## To do
The entries that follow include a run beginning at the line with "use std::sync::Arc;" and ending at the line with "pub struct ScanOptions"; restate that run word for word and leave the rest out.

(Beginning of Dataset records)

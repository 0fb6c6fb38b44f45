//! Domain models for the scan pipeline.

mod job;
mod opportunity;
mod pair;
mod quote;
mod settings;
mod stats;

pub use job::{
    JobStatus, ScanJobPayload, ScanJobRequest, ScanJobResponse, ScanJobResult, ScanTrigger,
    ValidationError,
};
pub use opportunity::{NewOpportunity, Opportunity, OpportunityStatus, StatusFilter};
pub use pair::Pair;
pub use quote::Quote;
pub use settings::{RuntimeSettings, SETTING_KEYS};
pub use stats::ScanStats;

(End of Dataset records)
(Beginning of Dataset records)

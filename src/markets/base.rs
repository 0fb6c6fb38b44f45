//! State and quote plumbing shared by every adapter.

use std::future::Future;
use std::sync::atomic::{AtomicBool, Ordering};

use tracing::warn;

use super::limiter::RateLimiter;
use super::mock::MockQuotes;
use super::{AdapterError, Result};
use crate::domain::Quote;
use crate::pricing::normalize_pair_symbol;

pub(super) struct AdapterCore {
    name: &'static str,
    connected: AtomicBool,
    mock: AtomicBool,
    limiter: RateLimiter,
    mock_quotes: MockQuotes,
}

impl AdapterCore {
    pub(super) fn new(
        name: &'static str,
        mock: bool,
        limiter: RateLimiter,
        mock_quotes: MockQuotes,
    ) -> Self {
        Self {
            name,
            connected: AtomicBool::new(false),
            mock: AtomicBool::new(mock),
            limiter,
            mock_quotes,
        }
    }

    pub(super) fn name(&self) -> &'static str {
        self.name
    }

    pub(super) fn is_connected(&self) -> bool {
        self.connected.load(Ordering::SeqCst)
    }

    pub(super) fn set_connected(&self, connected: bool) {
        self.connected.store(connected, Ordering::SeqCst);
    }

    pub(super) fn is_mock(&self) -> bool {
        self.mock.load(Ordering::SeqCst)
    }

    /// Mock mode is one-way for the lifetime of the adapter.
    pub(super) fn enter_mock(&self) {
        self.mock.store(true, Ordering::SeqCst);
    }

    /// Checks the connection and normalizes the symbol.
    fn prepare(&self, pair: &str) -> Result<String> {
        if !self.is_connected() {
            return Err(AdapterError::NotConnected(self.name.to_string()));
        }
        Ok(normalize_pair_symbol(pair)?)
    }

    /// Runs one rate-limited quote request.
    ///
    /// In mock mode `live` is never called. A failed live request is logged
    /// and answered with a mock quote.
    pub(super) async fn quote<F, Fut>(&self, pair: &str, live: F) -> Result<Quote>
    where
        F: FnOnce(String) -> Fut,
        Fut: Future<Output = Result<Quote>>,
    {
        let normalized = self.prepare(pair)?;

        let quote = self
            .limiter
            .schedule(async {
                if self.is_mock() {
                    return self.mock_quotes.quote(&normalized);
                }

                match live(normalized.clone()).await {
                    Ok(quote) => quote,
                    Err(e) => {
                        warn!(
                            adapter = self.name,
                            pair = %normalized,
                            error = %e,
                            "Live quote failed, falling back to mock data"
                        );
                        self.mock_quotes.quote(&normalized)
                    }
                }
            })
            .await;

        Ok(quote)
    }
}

(End of Dataset records)
(Beginning of Dataset records)

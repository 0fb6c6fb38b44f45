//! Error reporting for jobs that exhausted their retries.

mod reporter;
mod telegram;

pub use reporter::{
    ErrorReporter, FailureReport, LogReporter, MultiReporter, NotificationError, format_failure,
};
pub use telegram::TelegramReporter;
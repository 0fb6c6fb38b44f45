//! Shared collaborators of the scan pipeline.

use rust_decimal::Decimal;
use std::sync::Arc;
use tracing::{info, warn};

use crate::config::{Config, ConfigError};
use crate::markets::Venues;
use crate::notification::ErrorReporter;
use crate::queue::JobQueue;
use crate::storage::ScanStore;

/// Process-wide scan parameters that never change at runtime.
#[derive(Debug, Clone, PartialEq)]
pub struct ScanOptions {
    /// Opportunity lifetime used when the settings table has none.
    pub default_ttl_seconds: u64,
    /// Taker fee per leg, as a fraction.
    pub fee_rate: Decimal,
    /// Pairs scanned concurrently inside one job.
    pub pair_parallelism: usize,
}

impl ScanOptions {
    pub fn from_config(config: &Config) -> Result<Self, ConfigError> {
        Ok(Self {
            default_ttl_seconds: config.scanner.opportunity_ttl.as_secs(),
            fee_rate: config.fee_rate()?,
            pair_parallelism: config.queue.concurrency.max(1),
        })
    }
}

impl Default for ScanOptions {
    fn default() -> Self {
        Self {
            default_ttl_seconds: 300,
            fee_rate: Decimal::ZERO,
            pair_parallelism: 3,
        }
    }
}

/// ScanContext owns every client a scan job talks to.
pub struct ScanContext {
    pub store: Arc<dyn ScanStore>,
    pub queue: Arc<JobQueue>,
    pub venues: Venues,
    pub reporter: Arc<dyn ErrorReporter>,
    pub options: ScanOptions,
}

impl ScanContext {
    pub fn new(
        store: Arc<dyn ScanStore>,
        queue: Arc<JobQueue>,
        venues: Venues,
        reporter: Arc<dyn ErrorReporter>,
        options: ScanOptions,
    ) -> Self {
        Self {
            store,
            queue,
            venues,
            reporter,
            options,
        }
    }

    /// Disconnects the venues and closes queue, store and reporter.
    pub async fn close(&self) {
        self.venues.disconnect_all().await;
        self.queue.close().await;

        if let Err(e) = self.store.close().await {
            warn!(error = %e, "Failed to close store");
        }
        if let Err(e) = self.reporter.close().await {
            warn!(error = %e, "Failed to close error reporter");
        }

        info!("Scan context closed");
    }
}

(End of Dataset records)

## Response to the task
use std::sync::Arc;
use tracing::{info, warn};

use crate::config::{Config, ConfigError};
use crate::markets::Venues;
use crate::notification::ErrorReporter;
use crate::queue::JobQueue;
use crate::storage::ScanStore;

/// Process-wide scan parameters that never change at runtime.
#[derive(Debug, Clone, PartialEq)]
pub struct ScanOptions {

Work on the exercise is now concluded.